Collected data entries:
- Opening Delimiter -
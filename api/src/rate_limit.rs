use std::{
    collections::HashMap,
    sync::{Arc, Mutex, MutexGuard, PoisonError},
    time::{Duration, Instant},
};

use async_trait::async_trait;
use shared::DependencyError;

/// Actions guarded by an attempt counter.
#[derive(Debug, Clone, Copy, PartialEq, Eq, Hash)]
pub enum RateLimitAction {
    Login,
    Register,
    PasswordReset,
}

impl RateLimitAction {
    pub const ALL: [RateLimitAction; 3] = [
        RateLimitAction::Login,
        RateLimitAction::Register,
        RateLimitAction::PasswordReset,
    ];

    /// Prefix of the counter key, `"<prefix>.<caller ip>"`.
    pub fn key_prefix(&self) -> &'static str {
        match self {
            RateLimitAction::Login => "login",
            RateLimitAction::Register => "register",
            RateLimitAction::PasswordReset => "password-reset",
        }
    }

    /// Fragment used in `RATE_LIMIT_<NAME>_*` environment variables.
    pub fn env_name(&self) -> &'static str {
        match self {
            RateLimitAction::Login => "LOGIN",
            RateLimitAction::Register => "REGISTER",
            RateLimitAction::PasswordReset => "PASSWORD_RESET",
        }
    }

    pub fn default_limit(&self) -> AttemptLimit {
        match self {
            RateLimitAction::Login => AttemptLimit::new(5, Duration::from_secs(300)),
            RateLimitAction::Register => AttemptLimit::new(10, Duration::from_secs(900)),
            RateLimitAction::PasswordReset => AttemptLimit::new(3, Duration::from_secs(3600)),
        }
    }

    pub fn rejection_message(&self, seconds: u64) -> String {
        let what = match self {
            RateLimitAction::Login => "login",
            RateLimitAction::Register => "registration",
            RateLimitAction::PasswordReset => "password reset",
        };
        format!("Too many {what} attempts. Please try again in {seconds} seconds.")
    }

    pub fn counter_key(&self, identifier: &str) -> String {
        format!("{}.{}", self.key_prefix(), identifier)
    }
}

#[derive(Debug, Clone, Copy, PartialEq, Eq)]
pub struct AttemptLimit {
    pub max_attempts: u32,
    pub window: Duration,
}

impl AttemptLimit {
    pub const fn new(max_attempts: u32, window: Duration) -> Self {
        Self {
            max_attempts,
            window,
        }
    }
}

/// Limits per action; starts from the built-in table and can be overridden
/// from configuration.
#[derive(Debug, Clone, PartialEq, Eq)]
pub struct RateLimitPolicy {
    limits: HashMap<RateLimitAction, AttemptLimit>,
}

impl Default for RateLimitPolicy {
    fn default() -> Self {
        Self {
            limits: RateLimitAction::ALL
                .iter()
                .map(|action| (*action, action.default_limit()))
                .collect(),
        }
    }
}

impl RateLimitPolicy {
    pub fn with_limit(mut self, action: RateLimitAction, limit: AttemptLimit) -> Self {
        self.limits.insert(action, limit);
        self
    }

    pub fn limit_for(&self, action: RateLimitAction) -> AttemptLimit {
        self.limits
            .get(&action)
            .copied()
            .unwrap_or_else(|| action.default_limit())
    }
}

/// Result of an atomic check-and-hit.
#[derive(Debug, Clone, Copy, PartialEq, Eq)]
pub enum Attempt {
    Admitted { attempts: u32, remaining: u32 },
    Limited { retry_after: u64 },
}

/// Attempt counters shared by every request. A deployment with several
/// instances needs an implementation backed by a shared key-value store.
#[async_trait]
pub trait RateLimitStore: Send + Sync {
    /// Increment the counter for `key`, opening a `ttl` window on first use.
    async fn hit(&self, key: &str, ttl: Duration) -> Result<u32, DependencyError>;

    async fn too_many_attempts(&self, key: &str, max_attempts: u32) -> Result<bool, DependencyError>;

    /// Seconds until the window for `key` closes, 0 when there is none.
    async fn available_in(&self, key: &str) -> Result<u64, DependencyError>;

    /// Check the threshold and count the attempt as one step.
    ///
    /// The default composes the three calls above and is only as atomic as
    /// the store behind them; implementations should override it.
    async fn attempt(
        &self,
        key: &str,
        max_attempts: u32,
        ttl: Duration,
    ) -> Result<Attempt, DependencyError> {
        if self.too_many_attempts(key, max_attempts).await? {
            return Ok(Attempt::Limited {
                retry_after: self.available_in(key).await?.max(1),
            });
        }
        let attempts = self.hit(key, ttl).await?;
        Ok(Attempt::Admitted {
            attempts,
            remaining: max_attempts.saturating_sub(attempts),
        })
    }
}

struct BucketState {
    window_start: Instant,
    window: Duration,
    count: u32,
}

impl BucketState {
    fn is_expired(&self, now: Instant) -> bool {
        now.duration_since(self.window_start) >= self.window
    }

    fn remaining(&self, now: Instant) -> Duration {
        self.window
            .saturating_sub(now.duration_since(self.window_start))
    }
}

/// Process-local counters behind one mutex.
#[derive(Clone, Default)]
pub struct InMemoryRateLimitStore {
    buckets: Arc<Mutex<HashMap<String, BucketState>>>,
}

impl InMemoryRateLimitStore {
    pub fn new() -> Self {
        Self::default()
    }

    fn lock(&self) -> MutexGuard<'_, HashMap<String, BucketState>> {
        self.buckets.lock().unwrap_or_else(PoisonError::into_inner)
    }

    /// Drop counters whose window has closed; returns how many were removed.
    pub fn purge_expired(&self) -> usize {
        let now = Instant::now();
        let mut buckets = self.lock();
        let before = buckets.len();
        buckets.retain(|_, bucket| !bucket.is_expired(now));
        before - buckets.len()
    }

    pub fn tracked_keys(&self) -> usize {
        self.lock().len()
    }

    fn hit_locked(
        buckets: &mut HashMap<String, BucketState>,
        key: &str,
        ttl: Duration,
        now: Instant,
    ) -> u32 {
        let bucket = buckets
            .entry(key.to_string())
            .or_insert_with(|| BucketState {
                window_start: now,
                window: ttl,
                count: 0,
            });

        if bucket.is_expired(now) {
            bucket.window_start = now;
            bucket.window = ttl;
            bucket.count = 0;
        }

        bucket.count += 1;
        bucket.count
    }

    fn count_locked(buckets: &HashMap<String, BucketState>, key: &str, now: Instant) -> u32 {
        buckets
            .get(key)
            .filter(|bucket| !bucket.is_expired(now))
            .map(|bucket| bucket.count)
            .unwrap_or(0)
    }

    fn available_in_locked(buckets: &HashMap<String, BucketState>, key: &str, now: Instant) -> u64 {
        buckets
            .get(key)
            .filter(|bucket| !bucket.is_expired(now))
            .map(|bucket| ceil_duration_to_seconds(bucket.remaining(now)))
            .unwrap_or(0)
    }
}

#[async_trait]
impl RateLimitStore for InMemoryRateLimitStore {
    async fn hit(&self, key: &str, ttl: Duration) -> Result<u32, DependencyError> {
        let mut buckets = self.lock();
        Ok(Self::hit_locked(&mut buckets, key, ttl, Instant::now()))
    }

    async fn too_many_attempts(&self, key: &str, max_attempts: u32) -> Result<bool, DependencyError> {
        let buckets = self.lock();
        Ok(Self::count_locked(&buckets, key, Instant::now()) >= max_attempts)
    }

    async fn available_in(&self, key: &str) -> Result<u64, DependencyError> {
        let buckets = self.lock();
        Ok(Self::available_in_locked(&buckets, key, Instant::now()))
    }

    async fn attempt(
        &self,
        key: &str,
        max_attempts: u32,
        ttl: Duration,
    ) -> Result<Attempt, DependencyError> {
        let now = Instant::now();
        let mut buckets = self.lock();

        if Self::count_locked(&buckets, key, now) >= max_attempts {
            let retry_after = Self::available_in_locked(&buckets, key, now).max(1);
            return Ok(Attempt::Limited { retry_after });
        }

        let attempts = Self::hit_locked(&mut buckets, key, ttl, now);
        Ok(Attempt::Admitted {
            attempts,
            remaining: max_attempts.saturating_sub(attempts),
        })
    }
}

/// Periodically drop closed windows so idle callers do not pile up.
pub fn spawn_purge_task(store: InMemoryRateLimitStore, every: Duration) {
    tokio::spawn(async move {
        let mut ticker = tokio::time::interval(every);
        loop {
            ticker.tick().await;
            let removed = store.purge_expired();
            if removed > 0 {
                tracing::debug!(removed, "purged expired rate limit windows");
            }
        }
    });
}

fn ceil_duration_to_seconds(duration: Duration) -> u64 {
    let secs = duration.as_secs();
    if duration.subsec_nanos() > 0 {
        secs + 1
    } else {
        secs
    }
}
- Closing Delimiter -
Directions: Lines that hold "format" are the ones to copy, so pick each out from the data.

Solution below:
        format!("Too many {what} attempts. Please try again in {seconds} seconds.")
        format!("{}.{}", self.key_prefix(), identifier)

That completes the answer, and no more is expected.